Hauptabnehmer des durch die Ukraine geleiteten Gases sind die EU-Staaten Ungarn, Slowakei und Österreich sowie die Republik Moldau. Igor Juschkow, Experte an der Finanzuniversität der Regierung der Russischen Föderation und des Nationalen Energiesicherheitsfonds, erläutert: “Früher erhielt Ungarn etwa eine Milliarde Kubikmeter durch den ukrainischen Transit. Während ein Ausfall der Lieferungen durch die Ukraine für Ungarn, das Alternativen durch die TurkStream-Pipeline hat, weniger problematisch ist, haben die Slowakei und Österreich diese Möglichkeit nicht.”

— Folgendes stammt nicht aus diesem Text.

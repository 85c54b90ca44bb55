use anyhow::Result;
use clap::{Parser, Subcommand};
use std::path::PathBuf;

use logtriage::config::AppConfig;
use logtriage::ingest::IngestFormat;

#[derive(Parser)]
#[command(
    name = "logtriage",
    about = "Appliance-grade anomaly triage for cloud log streams",
    version,
    long_about = None
)]
struct Cli {
    /// Path to a TOML config file (defaults are used when omitted)
    #[arg(long, global = true)]
    config: Option<PathBuf>,

    #[command(subcommand)]
    command: Commands,
}

#[derive(Subcommand)]
enum Commands {
    /// Start the monitor daemon (ingest store + periodic analysis loop)
    Monitor,

    /// Ingest a log file (JSON array, single object, or NDJSON)
    Ingest {
        /// File to ingest
        file: PathBuf,

        /// Source tag recorded with the batch
        #[arg(long, default_value = "file")]
        source: String,

        /// Input format
        #[arg(long, value_enum, default_value_t = IngestFormat::Auto)]
        format: IngestFormat,
    },

    /// Run one analysis cycle immediately
    Analyze,

    /// Show stored logs in an index range
    Logs {
        #[arg(long)]
        start: i64,

        #[arg(long)]
        end: i64,
    },

    /// Show anomalous log indices
    Anomalies {
        /// Most recently flagged indices, newest first
        #[arg(long, conflicts_with_all = ["start", "end"])]
        recent: Option<usize>,

        #[arg(long, requires = "end")]
        start: Option<i64>,

        #[arg(long, requires = "start")]
        end: Option<i64>,
    },

    /// Show recorded alerts
    Alerts {
        #[arg(long, default_value = "20")]
        limit: usize,
    },

    /// Show buffer and monitoring statistics
    Stats,

    /// Manage detection rules
    Rules {
        #[command(subcommand)]
        action: RuleAction,
    },

    /// Generate a synthetic log batch with embedded anomalies (NDJSON)
    Simulate {
        /// Output file path (stdout when omitted)
        #[arg(long)]
        output: Option<PathBuf>,

        /// Healthy baseline records
        #[arg(long, default_value = "600")]
        baseline: usize,

        /// Latency-ramp records
        #[arg(long, default_value = "100")]
        ramp: usize,
    },
}

#[derive(Subcommand)]
enum RuleAction {
    /// List loaded rules
    List,

    /// Reload rules from disk and report the count
    Reload,
}

#[tokio::main]
async fn main() -> Result<()> {
    // Initialize tracing
    tracing_subscriber::fmt()
        .with_env_filter(
            tracing_subscriber::EnvFilter::try_from_default_env()
                .unwrap_or_else(|_| tracing_subscriber::EnvFilter::new("info")),
        )
        .init();

    let cli = Cli::parse();
    let config = AppConfig::load_or_default(cli.config.as_deref())?;

    match cli.command {
        Commands::Monitor => {
            tracing::info!("Starting LogTriage monitor");
            logtriage::run_monitor(config).await?;
        }
        Commands::Ingest { file, source, format } => {
            let body = std::fs::read_to_string(&file)?;
            let service = logtriage::build_service(&config)?;
            let result = service.ingest(&body, &source, format).await?;

            println!("\nIngestion result for {}", file.display());
            println!("  processed : {}", result.processed_count);
            println!("  failed    : {}", result.failed_count);
            println!("  duration  : {:.1}ms", result.processing_time_ms);
            for err in result.validation_errors.iter().take(10) {
                println!("  - [{}] {}: {}", err.error_type, err.field, err.message);
            }
            if result.validation_errors.len() > 10 {
                println!("  ... and {} more", result.validation_errors.len() - 10);
            }
        }
        Commands::Analyze => {
            let service = logtriage::build_service(&config)?;
            let summary = service.run_analysis_once().await?;
            if summary.skipped {
                println!(
                    "Cycle skipped: only {} logs in window (minimum {}).",
                    summary.logs_analyzed, config.monitor.min_logs_for_analysis
                );
            } else {
                println!("\nAnalysis cycle complete ({:.1}ms)", summary.duration_ms);
                println!("  logs analyzed : {}", summary.logs_analyzed);
                println!("  anomalies     : {}", summary.anomalies_detected);
                println!("  alerts        : {}", summary.alerts_recorded);
                println!("  suppressed    : {}", summary.suppressed_by_cooldown);
            }
        }
        Commands::Logs { start, end } => {
            let service = logtriage::build_service(&config)?;
            let logs = service.get_logs_range(start, end).await?;
            if logs.is_empty() {
                println!("No logs in range {start}..={end}.");
            } else {
                println!("{:<8} | {:<20} | {:<9} | Message", "Index", "Timestamp", "Severity");
                println!("{:-<8}-|-{:-<20}-|-{:-<9}-|-{:-<40}", "", "", "", "");
                for log in logs {
                    let flat = log.message.replace('\n', " ");
                    let mut message: String = flat.chars().take(77).collect();
                    if message.len() < flat.len() {
                        message.push_str("...");
                    }
                    println!(
                        "{:<8} | {:<20} | {:<9} | {}{}",
                        log.index.unwrap_or_default(),
                        log.timestamp.format("%Y-%m-%d %H:%M:%S"),
                        log.severity.as_str(),
                        if log.is_anomaly { "[ANOMALY] " } else { "" },
                        message
                    );
                }
            }
        }
        Commands::Anomalies { recent, start, end } => {
            let service = logtriage::build_service(&config)?;
            let indices = match (start, end) {
                (Some(start), Some(end)) => service.get_anomalies_range(start, end).await?,
                _ => service.get_recent_anomalies(recent.unwrap_or(10)).await?,
            };
            if indices.is_empty() {
                println!("No anomalies found.");
            } else {
                for idx in indices {
                    println!("{idx}");
                }
            }
        }
        Commands::Alerts { limit } => {
            let service = logtriage::build_service(&config)?;
            let alerts = service.recent_alerts(limit)?;
            if alerts.is_empty() {
                println!("No alerts recorded.");
            } else {
                println!("{:<20} | {:<9} | Summary", "Kind", "Severity");
                println!("{:-<20}-|-{:-<9}-|-{:-<50}", "", "", "");
                for alert in alerts {
                    println!("{:<20} | {:<9} | {}", alert.kind, alert.severity, alert.summary);
                }
            }
        }
        Commands::Stats => {
            let service = logtriage::build_service(&config)?;
            let max_index = service.store().current_max_index().await?;
            let live = service.store().len().await?;
            let stats = service.stats();

            println!("\nBuffer");
            println!("  max index : {max_index}");
            println!("  live logs : {live} / {}", service.store().capacity());
            println!("  rules     : {}", service.rule_metas().len());
            println!("Session");
            println!("  logs analyzed   : {}", stats.total_logs_processed);
            println!("  anomalies found : {}", stats.total_anomalies_detected);
            println!("  alerts recorded : {}", stats.total_alerts_recorded);
        }
        Commands::Rules { action } => {
            let service = logtriage::build_service(&config)?;
            match action {
                RuleAction::List => {
                    let metas = service.rule_metas();
                    if metas.is_empty() {
                        println!("No rules loaded from '{}'.", config.rules_dir);
                    } else {
                        println!("{:<25} | {:<9} | Description", "Id", "Severity");
                        println!("{:-<25}-|-{:-<9}-|-{:-<40}", "", "", "");
                        for meta in metas {
                            println!(
                                "{:<25} | {:<9} | {}",
                                meta.get("id").map(String::as_str).unwrap_or("-"),
                                meta.get("severity").map(String::as_str).unwrap_or("-"),
                                meta.get("description").map(String::as_str).unwrap_or("-")
                            );
                        }
                    }
                }
                RuleAction::Reload => {
                    let count = service.reload_rules()?;
                    println!("Reloaded {count} rules from '{}'.", config.rules_dir);
                }
            }
        }
        Commands::Simulate { output, baseline, ramp } => {
            let plan = logtriage::simulate::SimulationPlan {
                baseline,
                latency_ramp: ramp,
                ..Default::default()
            };
            let logs = logtriage::simulate::generate(&plan);
            let body: String = logs.iter().map(|l| format!("{l}\n")).collect();
            match output {
                Some(path) => {
                    std::fs::write(&path, body)?;
                    println!("Wrote {} records to {}.", logs.len(), path.display());
                }
                None => print!("{body}"),
            }
        }
    }

    Ok(())
}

Als mögliche Lösung könnten die Slowakei und Österreich auf Flüssiggas (LNG) von alternativen Produzenten zurückgreifen. “Diese Länder müssten mit den europäischen Küstenländern über die Übernahme ihres LNG verhandeln und es auf dem Landweg weiterleiten. Das verursacht höhere Kosten und somit möglicherweise auch höhere Preise”, so der Experte weiter.

Auch die Situation in der Republik Moldau wird sorgfältig beobachtet. Das Land hat aufgrund der Kämpfe in der Nähe von Sudscha bereits ein Frühwarnsystem für den Energiesektor eingeführt und könnte theoretisch Gas über die TurkStream-Verbindung beziehen, steht jedoch vor politischen Herausforderungen.

Die Ukraine würde durch den Verlust des Gastransits sowohl Einnahmequellen als auch die Notwendigkeit zur Neuorganisation ihres Gastransportsystems erleiden. Eine Umkehr der Pipeline würde bedeuten, dass Gas aus produktiven westlichen Regionen in den Osten gepumpt werden müsste, was zu zusätzlichen Kosten und potentiellen Ausfällen führen würde.

Ein vollständiger Stopp des Gastransits hätte erhebliche Auswirkungen auf den gesamten europäischen Gasmarkt. Die Schließung der Sudscha-Pipeline könnte Gaspreise in Europa deutlich ansteigen lassen, obwohl der Anstieg wahrscheinlich nicht das Niveau von 2021 erreichen würde, als die Preise nach Unterbrechungen der Nord-Stream-Lieferungen über 2.000 US-Dollar pro 1.000 Kubikmeter lagen.

Übersetzt aus dem Russischen. Der Artikel wurde ursprünglich am 10. August 2024 auf der Website der Zeitung Wsgljad veröffentlicht.